▶ _PROBLEM DETAILS_:
Check each line below for the word "resolution", and copy those that have it.

○ ○ ○

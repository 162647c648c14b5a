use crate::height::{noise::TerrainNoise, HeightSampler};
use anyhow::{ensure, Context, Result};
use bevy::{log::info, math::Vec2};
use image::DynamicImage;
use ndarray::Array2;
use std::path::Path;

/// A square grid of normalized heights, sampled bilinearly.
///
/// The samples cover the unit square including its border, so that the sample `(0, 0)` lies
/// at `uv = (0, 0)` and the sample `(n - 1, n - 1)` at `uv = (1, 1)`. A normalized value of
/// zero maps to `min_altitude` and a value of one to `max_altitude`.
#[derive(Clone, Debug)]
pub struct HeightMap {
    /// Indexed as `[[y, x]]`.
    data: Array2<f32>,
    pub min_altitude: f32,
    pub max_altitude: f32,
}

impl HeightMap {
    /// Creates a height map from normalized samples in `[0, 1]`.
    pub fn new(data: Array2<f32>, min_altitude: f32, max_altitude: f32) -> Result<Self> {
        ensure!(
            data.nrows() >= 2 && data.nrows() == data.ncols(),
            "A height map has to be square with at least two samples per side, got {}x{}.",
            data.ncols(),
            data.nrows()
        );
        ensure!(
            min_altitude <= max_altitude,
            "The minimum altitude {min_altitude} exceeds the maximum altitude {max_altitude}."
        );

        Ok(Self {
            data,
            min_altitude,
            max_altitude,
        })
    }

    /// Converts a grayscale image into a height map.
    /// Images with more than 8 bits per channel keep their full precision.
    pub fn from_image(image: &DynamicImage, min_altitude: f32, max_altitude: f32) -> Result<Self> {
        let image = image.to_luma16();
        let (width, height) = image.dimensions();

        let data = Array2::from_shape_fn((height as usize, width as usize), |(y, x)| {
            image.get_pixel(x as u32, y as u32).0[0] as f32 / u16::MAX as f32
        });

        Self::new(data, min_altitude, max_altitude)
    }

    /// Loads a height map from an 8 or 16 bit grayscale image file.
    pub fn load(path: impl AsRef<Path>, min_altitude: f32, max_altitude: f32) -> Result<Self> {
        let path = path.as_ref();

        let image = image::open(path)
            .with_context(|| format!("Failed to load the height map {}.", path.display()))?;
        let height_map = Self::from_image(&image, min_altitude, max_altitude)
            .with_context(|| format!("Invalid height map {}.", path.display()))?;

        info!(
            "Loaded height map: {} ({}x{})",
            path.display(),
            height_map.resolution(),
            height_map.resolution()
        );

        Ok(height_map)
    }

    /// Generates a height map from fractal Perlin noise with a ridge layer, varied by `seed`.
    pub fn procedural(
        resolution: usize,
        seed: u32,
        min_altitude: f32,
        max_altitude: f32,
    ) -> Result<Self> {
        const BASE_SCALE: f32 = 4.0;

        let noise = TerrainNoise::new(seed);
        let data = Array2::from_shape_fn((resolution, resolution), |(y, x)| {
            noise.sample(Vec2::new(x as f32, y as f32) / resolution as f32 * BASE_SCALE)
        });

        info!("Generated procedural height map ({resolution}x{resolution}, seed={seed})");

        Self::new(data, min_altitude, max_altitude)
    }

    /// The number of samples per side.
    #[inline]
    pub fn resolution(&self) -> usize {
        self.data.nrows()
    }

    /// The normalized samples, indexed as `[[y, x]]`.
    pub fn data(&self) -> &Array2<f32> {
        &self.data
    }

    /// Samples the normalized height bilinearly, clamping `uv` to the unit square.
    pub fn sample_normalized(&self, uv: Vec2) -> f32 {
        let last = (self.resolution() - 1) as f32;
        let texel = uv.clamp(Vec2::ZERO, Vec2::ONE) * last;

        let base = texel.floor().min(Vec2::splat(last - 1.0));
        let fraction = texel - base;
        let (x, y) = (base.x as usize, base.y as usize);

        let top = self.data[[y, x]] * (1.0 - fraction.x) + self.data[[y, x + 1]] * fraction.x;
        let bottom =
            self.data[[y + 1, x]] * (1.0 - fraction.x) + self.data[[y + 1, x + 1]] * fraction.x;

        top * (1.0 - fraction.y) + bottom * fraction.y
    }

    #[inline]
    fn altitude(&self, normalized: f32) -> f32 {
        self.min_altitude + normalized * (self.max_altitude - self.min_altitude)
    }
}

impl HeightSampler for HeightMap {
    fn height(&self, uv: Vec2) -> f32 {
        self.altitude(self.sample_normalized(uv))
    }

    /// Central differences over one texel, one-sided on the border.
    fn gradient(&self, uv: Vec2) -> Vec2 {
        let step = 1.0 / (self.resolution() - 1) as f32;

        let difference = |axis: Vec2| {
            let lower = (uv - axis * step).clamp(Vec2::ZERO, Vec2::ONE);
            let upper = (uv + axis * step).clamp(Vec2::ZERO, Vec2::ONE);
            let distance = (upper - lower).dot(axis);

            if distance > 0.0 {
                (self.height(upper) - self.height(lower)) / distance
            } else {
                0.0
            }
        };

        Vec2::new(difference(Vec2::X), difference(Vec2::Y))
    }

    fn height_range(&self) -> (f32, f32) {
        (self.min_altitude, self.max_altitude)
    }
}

○ ○ ○

▶ _ANSWER TO THE PROBLEM_:
            height_map.resolution(),
            height_map.resolution()
        resolution: usize,
        let data = Array2::from_shape_fn((resolution, resolution), |(y, x)| {
            noise.sample(Vec2::new(x as f32, y as f32) / resolution as f32 * BASE_SCALE)
        info!("Generated procedural height map ({resolution}x{resolution}, seed={seed})");
    pub fn resolution(&self) -> usize {
        let last = (self.resolution() - 1) as f32;
        let step = 1.0 / (self.resolution() - 1) as f32;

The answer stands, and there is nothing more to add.